Your best starting place is probably here; Conservative 2016 Leadership Campaign. It's difficult to assign motives if the individuals involved haven't made specific statements, and there's obviously a level of trust you'd have to place in those that have made them.

The key points that left Theresa May in charge are detailed in the Wikipedia link above, but can be best summarised as;

  • David Cameron calls a Referendum promising to stay on as PM no matter what the result.
  • Leave campaign fronted by Boris Johnson wins the Referendum
  • David Cameron resigns. Opening a Conservative Leadership election.
  • Theresa May is seen as David Cameron's choice for successor, Boris Johnson as leader of Leave is seen as the strongest Leave supporting Candidate.
  • Michael Gove declares himself a PM candidate, saying Boris is not up to the job.
  • Boris says the lack of Gove's support means he cannot run for PM job.
  • Conservative election rules mean a number of ballots are run until only two candidates are left. Realistically this would always mean one Remain supporter and one Leave supporter were the final candidates.
  • Theresa May (Remain) and Andrea Leadsom (Leave) are final candidates, which would go to Conservative Party member for a vote.
  • Leadsom withdraws from the race, leaving May to take the top slot "unopposed".
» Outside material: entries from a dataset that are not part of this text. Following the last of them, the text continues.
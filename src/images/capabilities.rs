// SPDX-License-Identifier: Parity-7.0.0 OR PolyForm-Noncommercial-1.0.0
/*!
Capability discovery for a GPU context.

The context is queried exactly once, when a [crate::images::BoundDevice] is bound.
The resulting [Capabilities] value is then read (never written) by every texture
created on that device.
*/

use crate::imp::GpuContext;

/// Fallback maximum texture size when the context reports none.
///
/// This is the minimum every GLES 2 implementation must support.
pub const MIN_MAX_TEXTURE_SIZE: u32 = 2048;

/**
Feature flags and limits of a GPU context.

# Examples

```
use texture_buffers::images::capabilities::Capabilities;

let caps = Capabilities::from_extensions("GL_OES_texture_npot GL_OES_draw_texture", 4096);
assert!(caps.npot_supported);
assert!(caps.draw_texture_supported);
assert!(!caps.compressed_paletted_supported);
```
*/
#[derive(Debug, Clone, Copy, PartialEq, Eq)]
pub struct Capabilities {
    /// Textures may have non-power-of-two dimensions.
    pub npot_supported: bool,
    /// The context can draw a cropped texture directly to the screen, without a quad.
    pub draw_texture_supported: bool,
    pub bgra_supported: bool,
    pub packed_pixels_supported: bool,
    /// Palette + indices can be uploaded together as a compressed texture.
    pub compressed_paletted_supported: bool,
    pub max_texture_size: u32,
}

impl Default for Capabilities {
    /// The most conservative context: power-of-two only, nothing optional.
    fn default() -> Self {
        Capabilities {
            npot_supported: false,
            draw_texture_supported: false,
            bgra_supported: false,
            packed_pixels_supported: false,
            compressed_paletted_supported: false,
            max_texture_size: MIN_MAX_TEXTURE_SIZE,
        }
    }
}

impl Capabilities {
    /// Parses a space-separated extension string.
    pub fn from_extensions(extensions: &str, max_texture_size: u32) -> Self {
        let mut caps = Capabilities {
            max_texture_size: if max_texture_size == 0 {
                MIN_MAX_TEXTURE_SIZE
            } else {
                max_texture_size
            },
            ..Capabilities::default()
        };
        for token in extensions.split_ascii_whitespace() {
            match token {
                "GL_ARB_texture_non_power_of_two"
                | "GL_OES_texture_npot"
                | "GL_APPLE_texture_2D_limited_npot" => caps.npot_supported = true,
                "GL_OES_draw_texture" => caps.draw_texture_supported = true,
                "GL_EXT_bgra"
                | "GL_EXT_texture_format_BGRA8888"
                | "GL_APPLE_texture_format_BGRA8888" => caps.bgra_supported = true,
                "GL_EXT_packed_pixels" => caps.packed_pixels_supported = true,
                "GL_OES_compressed_paletted_texture" => {
                    caps.compressed_paletted_supported = true
                }
                _ => {}
            }
        }
        caps
    }

    /// Queries the context.
    pub fn detect<C: GpuContext + ?Sized>(context: &C) -> Self {
        let caps = Self::from_extensions(context.extensions(), context.max_texture_size());
        logwise::info_sync!(
            "Detected GPU capabilities {caps}",
            caps = logwise::privacy::LogIt(&caps)
        );
        caps
    }
}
Since the referendum a number of high profile Leave campaigners have been involved in the negotiations. Brexiteer David Davis was the lead negotiator as Brexit Secretary for two years before resigning, while Boris Johnson was the Foreign Secretary for the same period. Dominic Raab, also a long time Leave supporter, then took over as Brexit Secretary and lead negotiator until the final Deal was agreed on the 14th November 2018. He then resigned stating his unhappiness with the deal.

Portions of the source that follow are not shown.